Wikimedia, the parent company of the world’s biggest online encyclopedia has shown major concerns about Indian government’s new intermediary liability laws. The company has urged the current regime to rethink the proposed laws as they would totally disrupt the way companies operate in the country and Indians access information online.

India proposed new changes to intermediary laws in December last year, and is expected to pass those changes in early 2020. If implemented, the laws would require intermediary apps which as per its definition, includes any service with more than 5 million users, to set up a local office in country and have a senior executive who can be held responsible for any legal issues.

These changes were announced last year, and all major tech players immediately retaliated. In a joint letter earlier this year, Mozilla, Microsoft’s GitHub and Wikimedia wrote that the new laws would make their functioning harder, as they would place the blame on the company and not a specific person, emphasising more restrictions on free Internet.

However, the government has not spoken about the changes since, and companies are urging for an open dialogue where they can participate in creating laws that work for them and the country alike.

Wikimedia is especially concerned, since they rely on an open editing process to collect data. The company relies on users to to contribute new articles and make changes to existing articles on Wikipedia and thus, they will become more susceptible to being persecuted.
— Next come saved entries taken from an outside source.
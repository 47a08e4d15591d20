//! Mutable-by-copy search state.
//!
//! A [`WorldStateV1`] owns its stacks; successor generation deep-copies and
//! never mutates an existing state. Structural equality over
//! `(stacks, holding, arm)` is the identity that drives search dedup.

use crate::snapshot::WorldSnapshotV1;

/// One configuration of the world during search.
#[derive(Debug, Clone, PartialEq, Eq, Hash)]
pub struct WorldStateV1 {
    /// Columns, each ordered from the floor upward.
    pub stacks: Vec<Vec<String>>,
    /// Identifier currently gripped, if any.
    pub holding: Option<String>,
    /// Column index the arm is positioned over.
    pub arm: usize,
}

impl WorldStateV1 {
    /// The search start state for a snapshot.
    #[must_use]
    pub fn from_snapshot(snapshot: &WorldSnapshotV1) -> Self {
        Self {
            stacks: snapshot.stacks.clone(),
            holding: snapshot.holding.clone(),
            arm: snapshot.arm,
        }
    }

    /// `(column, height)` of a placed identifier. Held identifiers have no
    /// position.
    #[must_use]
    pub fn position(&self, id: &str) -> Option<(usize, usize)> {
        self.stacks.iter().enumerate().find_map(|(x, stack)| {
            stack
                .iter()
                .position(|candidate| candidate == id)
                .map(|y| (x, y))
        })
    }

    /// The identifier on top of the given column.
    #[must_use]
    pub fn top(&self, column: usize) -> Option<&str> {
        self.stacks.get(column).and_then(|stack| {
            stack.last().map(String::as_str)
        })
    }

    /// Number of objects in the world (placed plus held).
    #[must_use]
    pub fn total_objects(&self) -> usize {
        let placed: usize = self.stacks.iter().map(Vec::len).sum();
        placed + usize::from(self.holding.is_some())
    }

    /// Canonical identity bytes for fingerprinting.
    ///
    /// Field and element boundaries use ASCII separator control bytes,
    /// which cannot occur in object identifiers, so distinct states never
    /// serialize to the same bytes.
    #[must_use]
    pub fn identity_bytes(&self) -> Vec<u8> {
        let mut bytes = Vec::new();
        #[allow(clippy::cast_possible_truncation)]
        bytes.extend_from_slice(&(self.arm as u32).to_le_bytes());
        bytes.push(0x1f);
        if let Some(held) = &self.holding {
            bytes.extend_from_slice(held.as_bytes());
        }
        bytes.push(0x1e);
        for stack in &self.stacks {
            for id in stack {
                bytes.extend_from_slice(id.as_bytes());
                bytes.push(0x1d);
            }
            bytes.push(0x1c);
        }
        bytes
    }
}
The rules might make it harder for the platform to uphold the right to freedom on Internet, imposing restrictions on how the data is processed on their site. Also, maintaining such high constraints might become non feasible for non profit organisations like Wikimedia.

Also, the law allows the government access to tools “for proactively identifying and removing or disabling public access to unlawful information or content.”

Wikimedia is requesting the government a draft of the changes that will come with the new laws, and also to redefine the way it identifies intermediaries, since the last definition had a ‘far-reaching scope’. The company is also urging the government to rethink ‘traceability’ on the Internet, as it world impede on the consumer right to free internet.